Aim of the task:
The entries below contain a line with "const INVITE_CODE_LENGTH: usize = 8;" and a line with "OsRng.fill_bytes(&mut buf);". Retype exactly everything from the first down to the second, both included, and nothing else.
+++
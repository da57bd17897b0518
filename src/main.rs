use teamsync::{create_app, db, docs};

#[tokio::main]
async fn main() -> anyhow::Result<()> {
    load_env();
    init_tracing();

    let pool = db::init().await?;
    let app = create_app(pool).await?;

    let port = std::env::var("APP_PORT")
        .ok()
        .and_then(|value| value.parse::<u16>().ok())
        .unwrap_or(8000);

    let openapi = docs::build_openapi(port)?;
    let app = app.merge(docs::swagger_routes(openapi));

    let addr = std::net::SocketAddr::from(([0, 0, 0, 0], port));
    tracing::info!("listening on {}", addr);

    let listener = tokio::net::TcpListener::bind(addr).await?;
    axum::serve(listener, app.into_make_service()).await?;

    Ok(())
}

fn load_env() {
    if dotenvy::dotenv().is_ok() {
        return;
    }

    let crate_env = std::path::Path::new(env!("CARGO_MANIFEST_DIR")).join(".env");
    let _ = dotenvy::from_path(crate_env);
}

fn init_tracing() {
    use tracing_subscriber::layer::SubscriberExt;
    use tracing_subscriber::util::SubscriberInitExt;

    let fmt_layer = tracing_subscriber::fmt::layer()
        .with_target(false)
        .with_thread_ids(false)
        .with_thread_names(false);

    let filter_layer = tracing_subscriber::EnvFilter::try_from_default_env()
        .unwrap_or_else(|_| tracing_subscriber::EnvFilter::new("info"));

    tracing_subscriber::registry()
        .with(filter_layer)
        .with(fmt_layer)
        .init();
}
use chrono::{DateTime, Utc};
use rand_core::{OsRng, RngCore};

use crate::errors::AppError;

const INVITE_CODE_LENGTH: usize = 8;
const INVITE_CODE_ALPHABET: &[u8] = b"abcdefghijklmnopqrstuvwxyz0123456789";
const MAX_NAME_LENGTH: usize = 255;

pub fn utc_now() -> DateTime<Utc> {
    Utc::now()
}

/// Short lowercase alphanumeric code shared with people who should join a workspace.
pub fn generate_invite_code() -> String {
    // Largest multiple of the alphabet size that fits in a byte; higher bytes are redrawn.
    let limit = (u8::MAX as usize / INVITE_CODE_ALPHABET.len() * INVITE_CODE_ALPHABET.len()) as u8;

    let mut code = String::with_capacity(INVITE_CODE_LENGTH);
    let mut buf = [0u8; 16];
    while code.len() < INVITE_CODE_LENGTH {
        OsRng.fill_bytes(&mut buf);
        for byte in buf.iter().copied().filter(|b| *b < limit) {
            if code.len() == INVITE_CODE_LENGTH {
                break;
            }
            code.push(INVITE_CODE_ALPHABET[byte as usize % INVITE_CODE_ALPHABET.len()] as char);
        }
    }
    code
}

/// Trims `value` and checks it is a usable display name (1..=255 chars).
pub fn validate_name(field: &str, value: &str) -> Result<String, AppError> {
    let trimmed = value.trim();
    if trimmed.is_empty() {
        return Err(AppError::validation(format!("{field} is required")));
    }
    if trimmed.chars().count() > MAX_NAME_LENGTH {
        return Err(AppError::validation(format!(
            "{field} must be at most {MAX_NAME_LENGTH} characters"
        )));
    }
    Ok(trimmed.to_string())
}

/// Trims an optional free-text field.
pub fn normalize_text(value: Option<&str>) -> Option<String> {
    value.map(|v| v.trim().to_string())
}
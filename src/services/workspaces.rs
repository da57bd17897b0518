//! Workspace lifecycle: creation with owner bootstrap, partial updates,
//! cascading deletion, analytics and member role changes.

use chrono::{DateTime, Utc};
use sqlx::{SqliteConnection, SqlitePool};
use uuid::Uuid;

use crate::authz::RoleName;
use crate::db::UnitOfWork;
use crate::errors::{AppError, AppResult};
use crate::models::membership::{DbMemberDetail, MemberDetail, Membership, MEMBERSHIP_COLUMNS, MEMBER_DETAIL_SELECT};
use crate::models::workspace::{
    TaskAnalytics, Workspace, WorkspaceCreateRequest, WorkspaceDetail, WorkspaceUpdateRequest, WORKSPACE_COLUMNS,
};
use crate::utils::{generate_invite_code, normalize_text, utc_now, validate_name};

const INVITE_CODE_ATTEMPTS: u32 = 5;

/// Workspace-scoped rows removed before the workspace itself, in this order.
const DELETE_CASCADE: [(&str, &str); 3] = [
    ("projects", "DELETE FROM projects WHERE workspace_id = ?"),
    ("tasks", "DELETE FROM tasks WHERE workspace_id = ?"),
    ("memberships", "DELETE FROM memberships WHERE workspace_id = ?"),
];

pub async fn create_workspace(pool: &SqlitePool, user_id: Uuid, req: WorkspaceCreateRequest) -> AppResult<Workspace> {
    let name = validate_name("name", &req.name)?;
    let description = normalize_text(req.description.as_deref()).filter(|d| !d.is_empty());

    let mut uow = UnitOfWork::begin(pool, "create_workspace").await?;

    let exists: bool = sqlx::query_scalar("SELECT EXISTS(SELECT 1 FROM users WHERE id = ?)")
        .bind(user_id)
        .fetch_one(uow.conn())
        .await?;
    if !exists {
        return Err(AppError::not_found("User not found"));
    }

    let workspace = create_owned_workspace(uow.conn(), user_id, &name, description.as_deref(), utc_now()).await?;
    uow.commit().await?;

    tracing::info!(user_id = %user_id, workspace_id = %workspace.id, "workspace created");
    Ok(workspace)
}

/// Inserts a workspace, its owner's OWNER membership, and points the owner's
/// current workspace at it. Runs on the caller's connection so it joins the
/// caller's unit of work.
pub(crate) async fn create_owned_workspace(
    conn: &mut SqliteConnection,
    owner_id: Uuid,
    name: &str,
    description: Option<&str>,
    now: DateTime<Utc>,
) -> AppResult<Workspace> {
    let owner_role_id: Uuid = sqlx::query_scalar("SELECT id FROM roles WHERE name = ?")
        .bind(RoleName::Owner)
        .fetch_optional(&mut *conn)
        .await?
        .ok_or_else(|| AppError::not_found("Owner role not found"))?;

    let mut workspace = Workspace {
        id: Uuid::new_v4(),
        name: name.to_string(),
        description: description.map(str::to_string),
        owner_id,
        invite_code: generate_invite_code(),
        created_at: now,
        updated_at: now,
    };

    let mut attempt = 1;
    loop {
        let inserted = sqlx::query(
            "INSERT INTO workspaces (id, name, description, owner_id, invite_code, created_at, updated_at) VALUES (?, ?, ?, ?, ?, ?, ?)",
        )
        .bind(workspace.id)
        .bind(&workspace.name)
        .bind(&workspace.description)
        .bind(workspace.owner_id)
        .bind(&workspace.invite_code)
        .bind(now)
        .bind(now)
        .execute(&mut *conn)
        .await;

        match inserted {
            Ok(_) => break,
            Err(sqlx::Error::Database(err)) if err.is_unique_violation() && attempt < INVITE_CODE_ATTEMPTS => {
                tracing::warn!(attempt, "invite code collision, drawing another");
                workspace.invite_code = generate_invite_code();
                attempt += 1;
            }
            Err(err) => return Err(err.into()),
        }
    }

    sqlx::query(
        "INSERT INTO memberships (id, user_id, workspace_id, role_id, joined_at, created_at, updated_at) VALUES (?, ?, ?, ?, ?, ?, ?)",
    )
    .bind(Uuid::new_v4())
    .bind(owner_id)
    .bind(workspace.id)
    .bind(owner_role_id)
    .bind(now)
    .bind(now)
    .bind(now)
    .execute(&mut *conn)
    .await?;

    sqlx::query("UPDATE users SET current_workspace_id = ?, updated_at = ? WHERE id = ?")
        .bind(workspace.id)
        .bind(now)
        .bind(owner_id)
        .execute(&mut *conn)
        .await?;

    Ok(workspace)
}

pub async fn get_workspace(pool: &SqlitePool, workspace_id: Uuid) -> AppResult<WorkspaceDetail> {
    let workspace = fetch_workspace(pool, workspace_id).await?;

    let members = sqlx::query_as::<_, DbMemberDetail>(&format!(
        "{MEMBER_DETAIL_SELECT} WHERE m.workspace_id = ? ORDER BY m.joined_at ASC"
    ))
    .bind(workspace_id)
    .fetch_all(pool)
    .await?
    .into_iter()
    .map(MemberDetail::from)
    .collect();

    Ok(WorkspaceDetail { workspace, members })
}

pub async fn update_workspace(
    pool: &SqlitePool,
    workspace_id: Uuid,
    req: WorkspaceUpdateRequest,
) -> AppResult<Workspace> {
    let mut workspace = fetch_workspace(pool, workspace_id).await?;

    if let Some(name) = req.name.as_deref() {
        workspace.name = validate_name("name", name)?;
    }
    if let Some(description) = normalize_text(req.description.as_deref()) {
        workspace.description = Some(description).filter(|d| !d.is_empty());
    }

    let now = utc_now();
    sqlx::query("UPDATE workspaces SET name = ?, description = ?, updated_at = ? WHERE id = ?")
        .bind(&workspace.name)
        .bind(&workspace.description)
        .bind(now)
        .bind(workspace_id)
        .execute(pool)
        .await?;

    workspace.updated_at = now;
    Ok(workspace)
}

/// Deletes a workspace and everything scoped to it. Only the owner may do
/// this. Returns the acting user's current workspace afterwards.
///
/// Users whose current workspace was the deleted one are moved to another
/// workspace they still belong to, or to none.
pub async fn delete_workspace(pool: &SqlitePool, workspace_id: Uuid, acting_user_id: Uuid) -> AppResult<Option<Uuid>> {
    let mut uow = UnitOfWork::begin(pool, "delete_workspace").await?;

    let owner_id: Uuid = sqlx::query_scalar("SELECT owner_id FROM workspaces WHERE id = ?")
        .bind(workspace_id)
        .fetch_optional(uow.conn())
        .await?
        .ok_or_else(|| AppError::not_found("Workspace does not exist"))?;

    if owner_id != acting_user_id {
        return Err(AppError::bad_request("You are not the owner of this workspace"));
    }

    for (scope, statement) in DELETE_CASCADE {
        let removed = sqlx::query(statement)
            .bind(workspace_id)
            .execute(uow.conn())
            .await?
            .rows_affected();
        tracing::debug!(workspace_id = %workspace_id, scope, removed, "cascade step");
    }

    sqlx::query(
        "UPDATE users SET current_workspace_id = \
           (SELECT m.workspace_id FROM memberships m WHERE m.user_id = users.id ORDER BY m.joined_at ASC LIMIT 1), \
         updated_at = ? \
         WHERE current_workspace_id = ?",
    )
    .bind(utc_now())
    .bind(workspace_id)
    .execute(uow.conn())
    .await?;

    sqlx::query("DELETE FROM workspaces WHERE id = ?")
        .bind(workspace_id)
        .execute(uow.conn())
        .await?;

    let current_workspace_id: Option<Uuid> =
        sqlx::query_scalar("SELECT current_workspace_id FROM users WHERE id = ?")
            .bind(acting_user_id)
            .fetch_optional(uow.conn())
            .await?
            .ok_or_else(|| AppError::not_found("User does not exist"))?;

    uow.commit().await?;

    tracing::info!(user_id = %acting_user_id, workspace_id = %workspace_id, "workspace deleted");
    Ok(current_workspace_id)
}

pub async fn workspace_analytics(pool: &SqlitePool, workspace_id: Uuid) -> AppResult<TaskAnalytics> {
    task_analytics(pool, workspace_id, None).await
}

/// Total, overdue (due in the past and not done) and completed task counts,
/// optionally narrowed to one project.
pub(crate) async fn task_analytics(
    pool: &SqlitePool,
    workspace_id: Uuid,
    project_id: Option<Uuid>,
) -> AppResult<TaskAnalytics> {
    let analytics = sqlx::query_as::<_, TaskAnalytics>(
        "SELECT COUNT(*) AS total_tasks, \
           COALESCE(SUM(CASE WHEN due_date IS NOT NULL AND due_date < ? AND status != 'DONE' THEN 1 ELSE 0 END), 0) AS overdue_tasks, \
           COALESCE(SUM(CASE WHEN status = 'DONE' THEN 1 ELSE 0 END), 0) AS completed_tasks \
         FROM tasks WHERE workspace_id = ? AND (? IS NULL OR project_id = ?)",
    )
    .bind(utc_now())
    .bind(workspace_id)
    .bind(project_id)
    .bind(project_id)
    .fetch_one(pool)
    .await?;

    Ok(analytics)
}

/// Points a membership at another role.
///
/// The membership is looked up by its own id. An id that resolves to nothing
/// is a dangling reference and surfaces as an internal error.
pub async fn change_member_role(
    pool: &SqlitePool,
    workspace_id: Uuid,
    member_id: Uuid,
    role_id: Uuid,
) -> AppResult<Membership> {
    let workspace = fetch_workspace(pool, workspace_id).await?;

    let role_name: RoleName = sqlx::query_scalar("SELECT name FROM roles WHERE id = ?")
        .bind(role_id)
        .fetch_optional(pool)
        .await?
        .ok_or_else(|| AppError::not_found("Role does not exist"))?;

    let mut member = sqlx::query_as::<_, Membership>(&format!(
        "SELECT {MEMBERSHIP_COLUMNS} FROM memberships WHERE id = ?"
    ))
    .bind(member_id)
    .fetch_optional(pool)
    .await?
    .ok_or_else(|| AppError::internal(format!("member {member_id} does not exist")))?;

    if member.workspace_id != workspace_id {
        return Err(AppError::not_found("Member does not belong to this workspace"));
    }
    if member.user_id == workspace.owner_id && role_name != RoleName::Owner {
        return Err(AppError::bad_request("The workspace owner's role cannot be changed"));
    }

    let now = utc_now();
    sqlx::query("UPDATE memberships SET role_id = ?, updated_at = ? WHERE id = ?")
        .bind(role_id)
        .bind(now)
        .bind(member_id)
        .execute(pool)
        .await?;

    member.role_id = role_id;
    member.updated_at = now;

    tracing::info!(workspace_id = %workspace_id, member_id = %member_id, role = %role_name, "member role changed");
    Ok(member)
}

pub(crate) async fn fetch_workspace(pool: &SqlitePool, workspace_id: Uuid) -> AppResult<Workspace> {
    sqlx::query_as::<_, Workspace>(&format!("SELECT {WORKSPACE_COLUMNS} FROM workspaces WHERE id = ?"))
        .bind(workspace_id)
        .fetch_optional(pool)
        .await?
        .ok_or_else(|| AppError::not_found("Workspace does not exist"))
}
+++
Written answer:
const INVITE_CODE_LENGTH: usize = 8;
const INVITE_CODE_ALPHABET: &[u8] = b"abcdefghijklmnopqrstuvwxyz0123456789";
const MAX_NAME_LENGTH: usize = 255;

pub fn utc_now() -> DateTime<Utc> {
    Utc::now()
}

/// Short lowercase alphanumeric code shared with people who should join a workspace.
pub fn generate_invite_code() -> String {
    // Largest multiple of the alphabet size that fits in a byte; higher bytes are redrawn.
    let limit = (u8::MAX as usize / INVITE_CODE_ALPHABET.len() * INVITE_CODE_ALPHABET.len()) as u8;

    let mut code = String::with_capacity(INVITE_CODE_LENGTH);
    let mut buf = [0u8; 16];
    while code.len() < INVITE_CODE_LENGTH {
        OsRng.fill_bytes(&mut buf);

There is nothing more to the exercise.